Task to carry out →
For every line in the listing below that contains the word "export", add one to the tally. State the final number and nothing else.

########

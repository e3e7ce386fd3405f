//! Configuration types

use serde::{Deserialize, Serialize};
use std::net::{IpAddr, Ipv4Addr};
use std::time::Duration;

/// Main configuration
#[derive(Debug, Clone, Default, Serialize, Deserialize, PartialEq)]
pub struct Config {
    /// Debug target
    #[serde(default)]
    pub endpoint: EndpointConfig,

    /// Public tunnel
    #[serde(default)]
    pub tunnel: TunnelConfig,

    /// Local server
    #[serde(default)]
    pub server: ServerConfig,

    /// Logging
    #[serde(default)]
    pub logging: LoggingConfig,
}

/// Debug target configuration
#[derive(Debug, Clone, Default, Serialize, Deserialize, PartialEq)]
pub struct EndpointConfig {
    /// WebSocket debugger URL, e.g. `ws://127.0.0.1:9222/devtools/browser/<id>`
    #[serde(default)]
    pub ws_url: Option<String>,
}

/// Tunnel configuration
#[derive(Debug, Clone, Serialize, Deserialize, PartialEq)]
pub struct TunnelConfig {
    /// Prefix of generated subdomains
    #[serde(default = "default_prefix")]
    pub prefix: String,

    /// Fixed subdomain; generated from `prefix` when unset
    #[serde(default)]
    pub subdomain: Option<String>,

    /// Basic-auth user; does not cover websocket upgrades
    #[serde(default)]
    pub user: Option<String>,

    /// Basic-auth password
    #[serde(default)]
    pub pass: Option<String>,

    /// Tunnel provider base URL
    #[serde(default = "default_provider")]
    pub provider: String,

    /// Host the provider's connections are relayed to
    #[serde(default = "default_local_host")]
    pub local_host: String,

    /// Registration timeout
    #[serde(default = "default_timeout", with = "humantime_serde")]
    pub registration_timeout: Duration,
}

impl Default for TunnelConfig {
    fn default() -> Self {
        Self {
            prefix: default_prefix(),
            subdomain: None,
            user: None,
            pass: None,
            provider: default_provider(),
            local_host: default_local_host(),
            registration_timeout: default_timeout(),
        }
    }
}

impl TunnelConfig {
    /// Credentials, when both user and password are set
    pub fn credentials(&self) -> Option<(&str, &str)> {
        match (&self.user, &self.pass) {
            (Some(user), Some(pass)) => Some((user, pass)),
            _ => None,
        }
    }
}

/// Local server configuration
#[derive(Debug, Clone, Serialize, Deserialize, PartialEq)]
pub struct ServerConfig {
    /// Bind address
    #[serde(default = "default_bind")]
    pub bind: IpAddr,

    /// Preferred port; any free port is used when unset or taken
    #[serde(default)]
    pub port: Option<u16>,

    /// Timeout for the debug target's response head
    #[serde(default = "default_timeout", with = "humantime_serde")]
    pub request_timeout: Duration,

    /// `Host` header sent to the debug target
    #[serde(default = "default_upstream_host")]
    pub upstream_host: String,
}

impl Default for ServerConfig {
    fn default() -> Self {
        Self {
            bind: default_bind(),
            port: None,
            request_timeout: default_timeout(),
            upstream_host: default_upstream_host(),
        }
    }
}

/// Logging configuration
#[derive(Debug, Clone, Serialize, Deserialize, PartialEq)]
pub struct LoggingConfig {
    /// Log level
    #[serde(default = "default_log_level")]
    pub level: String,

    /// Log format
    #[serde(default)]
    pub format: LogFormat,
}

impl Default for LoggingConfig {
    fn default() -> Self {
        Self {
            level: default_log_level(),
            format: LogFormat::default(),
        }
    }
}

/// Log output format
#[derive(Debug, Clone, Copy, Default, Serialize, Deserialize, PartialEq, Eq)]
#[serde(rename_all = "lowercase")]
pub enum LogFormat {
    /// Human readable
    #[default]
    Text,
    /// One JSON object per line
    Json,
}

fn default_prefix() -> String {
    "devtools-tunnel".to_string()
}

fn default_provider() -> String {
    "https://localtunnel.me".to_string()
}

fn default_local_host() -> String {
    "localhost".to_string()
}

fn default_bind() -> IpAddr {
    IpAddr::V4(Ipv4Addr::LOCALHOST)
}

fn default_timeout() -> Duration {
    Duration::from_secs(30)
}

fn default_upstream_host() -> String {
    "localhost".to_string()
}

fn default_log_level() -> String {
    "info".to_string()
}

#[cfg(test)]
mod tests {
    use super::*;

    #[test]
    fn test_defaults() {
        let config = Config::default();
        assert_eq!(config.tunnel.prefix, "devtools-tunnel");
        assert_eq!(config.tunnel.provider, "https://localtunnel.me");
        assert_eq!(config.server.bind.to_string(), "127.0.0.1");
        assert_eq!(config.server.request_timeout, Duration::from_secs(30));
        assert_eq!(config.server.upstream_host, "localhost");
        assert_eq!(config.logging.level, "info");
        assert_eq!(config.logging.format, LogFormat::Text);
        assert!(config.endpoint.ws_url.is_none());
    }

    #[test]
    fn test_credentials_need_both_parts() {
        let mut tunnel = TunnelConfig {
            user: Some("user".into()),
            ..Default::default()
        };
        assert_eq!(tunnel.credentials(), None);

        tunnel.pass = Some("secret".into());
        assert_eq!(tunnel.credentials(), Some(("user", "secret")));
    }
}
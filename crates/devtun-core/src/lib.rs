//! # devtun Core
//!
//! Core types and error handling shared by every devtun crate:
//! - Error taxonomy and `Result` alias
//! - Debug endpoint parsing (`ws://host:port/...` debugger URLs)
//! - Metadata client for `/json/version` and `/json/list`

#![forbid(unsafe_code)]
#![warn(
    missing_docs,
    missing_debug_implementations,
    rust_2018_idioms,
    unreachable_pub
)]

pub mod endpoint;
pub mod error;
pub mod metadata;

pub use endpoint::{DevToolsEndpoint, DevToolsLocal, DEFAULT_DEBUG_PORT};
pub use error::{Error, Result};
pub use metadata::{MetadataClient, PageInfo, VersionInfo};

// Re-export commonly used HTTP types
pub use bytes::Bytes;
pub use http::{Request, Response, StatusCode};

/// Re-export commonly used types
pub mod prelude {
    pub use crate::endpoint::{DevToolsEndpoint, DevToolsLocal};
    pub use crate::error::{Error, Result};
    pub use crate::metadata::{MetadataClient, PageInfo, VersionInfo};
}
//! Debug endpoint addressing
//!
//! A debug target is identified by the websocket debugger URL the browser
//! reports on startup (`ws://127.0.0.1:9222/devtools/browser/<id>`). Only the
//! host and port are kept; loopback literals are normalized to `localhost`
//! because many debug targets reject any other `Host`.

use crate::metadata::{MetadataClient, PageInfo, VersionInfo};
use crate::{Error, Result};
use url::Url;

/// Port used when the debugger URL carries none
pub const DEFAULT_DEBUG_PORT: u16 = 9222;

const WS_SCHEME_MARKER: &str = "ws://";

/// Parsed debug endpoint
#[derive(Debug, Clone, PartialEq, Eq)]
pub struct DevToolsEndpoint {
    ws_url: String,
    host: String,
    port: u16,
}

impl DevToolsEndpoint {
    /// Parse a websocket debugger URL
    ///
    /// Fails with [`Error::Validation`] before anything else happens when the
    /// URL is empty or does not contain `ws://`.
    pub fn new(ws_url: impl Into<String>) -> Result<Self> {
        let ws_url = ws_url.into();

        if ws_url.is_empty() {
            return Err(Error::Validation(
                "Expected webSocketDebuggerUrl to be a non-empty string".to_string(),
            ));
        }
        if !ws_url.contains(WS_SCHEME_MARKER) {
            return Err(Error::Validation(format!(
                "Expected webSocketDebuggerUrl to include `{WS_SCHEME_MARKER}`, got `{ws_url}`"
            )));
        }

        let parsed = Url::parse(&ws_url)
            .map_err(|e| Error::Validation(format!("Invalid webSocketDebuggerUrl: {e}")))?;

        let host = match parsed.host_str() {
            Some("127.0.0.1") | Some("[::1]") => "localhost".to_string(),
            Some(host) => host.to_string(),
            None => {
                return Err(Error::Validation(format!(
                    "webSocketDebuggerUrl has no host: `{ws_url}`"
                )))
            }
        };
        let port = parsed.port().unwrap_or(DEFAULT_DEBUG_PORT);

        Ok(Self { ws_url, host, port })
    }

    /// Parse an optional URL, treating `None` as a validation failure
    pub fn from_option(ws_url: Option<&str>) -> Result<Self> {
        match ws_url {
            Some(url) => Self::new(url),
            None => Err(Error::Validation(
                "Expected webSocketDebuggerUrl to be a string but received nothing".to_string(),
            )),
        }
    }

    /// The URL this endpoint was parsed from
    pub fn ws_url(&self) -> &str {
        &self.ws_url
    }

    /// Normalized host
    pub fn host(&self) -> &str {
        &self.host
    }

    /// Port of the debug target
    pub fn port(&self) -> u16 {
        self.port
    }

    /// `http://{host}:{port}`
    pub fn http_base(&self) -> String {
        format!("http://{}:{}", self.host, self.port)
    }

    /// Metadata client bound to this endpoint
    pub fn metadata(&self) -> MetadataClient {
        MetadataClient::new(self.http_base())
    }
}

/// Debug target reached directly, without a tunnel
#[derive(Debug, Clone)]
pub struct DevToolsLocal {
    endpoint: DevToolsEndpoint,
    metadata: MetadataClient,
}

impl DevToolsLocal {
    /// Create a local helper from a websocket debugger URL
    pub fn new(ws_url: impl Into<String>) -> Result<Self> {
        let endpoint = DevToolsEndpoint::new(ws_url)?;
        let metadata = endpoint.metadata();
        Ok(Self { endpoint, metadata })
    }

    /// Underlying endpoint
    pub fn endpoint(&self) -> &DevToolsEndpoint {
        &self.endpoint
    }

    /// Base URL of the debug target
    pub fn url(&self) -> String {
        self.endpoint.http_base()
    }

    /// Inspector URL for a page
    pub fn url_for_page_id(&self, page_id: &str) -> String {
        format!(
            "{}/devtools/inspector.html?ws={}:{}/devtools/page/{}",
            self.url(),
            self.endpoint.host(),
            self.endpoint.port(),
            page_id
        )
    }

    /// Fetch `/json/version`
    pub async fn fetch_version(&self) -> Result<VersionInfo> {
        self.metadata.fetch_version().await
    }

    /// Fetch `/json/list`
    pub async fn fetch_list(&self) -> Result<Vec<PageInfo>> {
        self.metadata.fetch_list().await
    }
}
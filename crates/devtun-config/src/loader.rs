//! Configuration loading

use crate::{Config, ConfigFormat};
use devtun_core::{Error, Result};
use regex::Regex;
use std::env;
use std::fs;
use std::path::Path;
use tracing::debug;

/// Load configuration from a file without validating it
pub fn load_from_file<P: AsRef<Path>>(path: P) -> Result<Config> {
    let path = path.as_ref();

    let content = fs::read_to_string(path)
        .map_err(|e| Error::Config(format!("Failed to read config file: {e}")))?;

    let format = ConfigFormat::from_path(path)?;
    debug!(path = %path.display(), ?format, "Loading configuration");

    load_from_str(&content, format)
}

/// Expand `${VAR}` and `${VAR:-default}` references
fn expand_env_vars(content: &str) -> Result<String> {
    let re = Regex::new(r"\$\{([A-Za-z_][A-Za-z0-9_]*)(:-([^}]*))?\}")
        .map_err(|e| Error::Config(format!("Invalid regex: {e}")))?;

    let mut result = String::with_capacity(content.len());
    let mut last_match = 0;

    for cap in re.captures_iter(content) {
        let (Some(full_match), Some(var_name)) = (cap.get(0), cap.get(1)) else {
            continue;
        };
        let var_name = var_name.as_str();

        let value = match (env::var(var_name), cap.get(3)) {
            (Ok(val), _) => val,
            (Err(_), Some(default)) => default.as_str().to_string(),
            (Err(_), None) => {
                return Err(Error::Config(format!(
                    "Environment variable '{var_name}' not set and no default provided"
                )));
            }
        };

        result.push_str(&content[last_match..full_match.start()]);
        result.push_str(&value);
        last_match = full_match.end();
    }

    result.push_str(&content[last_match..]);

    Ok(result)
}

/// Load configuration from a string without validating it
pub fn load_from_str(content: &str, format: ConfigFormat) -> Result<Config> {
    let expanded = expand_env_vars(content)?;

    // An empty document means "all defaults".
    if expanded.trim().is_empty() {
        return Ok(Config::default());
    }

    let config = match format {
        ConfigFormat::Yaml => serde_yaml::from_str(&expanded)
            .map_err(|e| Error::Config(format!("Failed to parse YAML: {e}")))?,
        ConfigFormat::Toml => toml::from_str(&expanded)
            .map_err(|e| Error::Config(format!("Failed to parse TOML: {e}")))?,
        ConfigFormat::Json => serde_json::from_str(&expanded)
            .map_err(|e| Error::Config(format!("Failed to parse JSON: {e}")))?,
    };

    Ok(config)
}

/// Load and validate configuration from a file
pub fn load_config<P: AsRef<Path>>(path: P) -> Result<Config> {
    let config = load_from_file(path)?;
    crate::validator::validate_config(&config)?;
    Ok(config)
}
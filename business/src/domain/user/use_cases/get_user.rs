use async_trait::async_trait;

use crate::domain::user::errors::UserError;
use crate::domain::user::model::User;

#[async_trait]
pub trait GetUserUseCase: Send + Sync {
    async fn execute(&self) -> Result<User, UserError>;
}
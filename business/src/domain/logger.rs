/// Logging port. Use cases and view-models only log through this trait so the
/// catalog core never depends on a concrete logging backend.
pub trait Logger: Send + Sync {
    fn info(&self, message: &str);
    fn warn(&self, message: &str);
    fn error(&self, message: &str);
    fn debug(&self, message: &str);
}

########

Response area →
2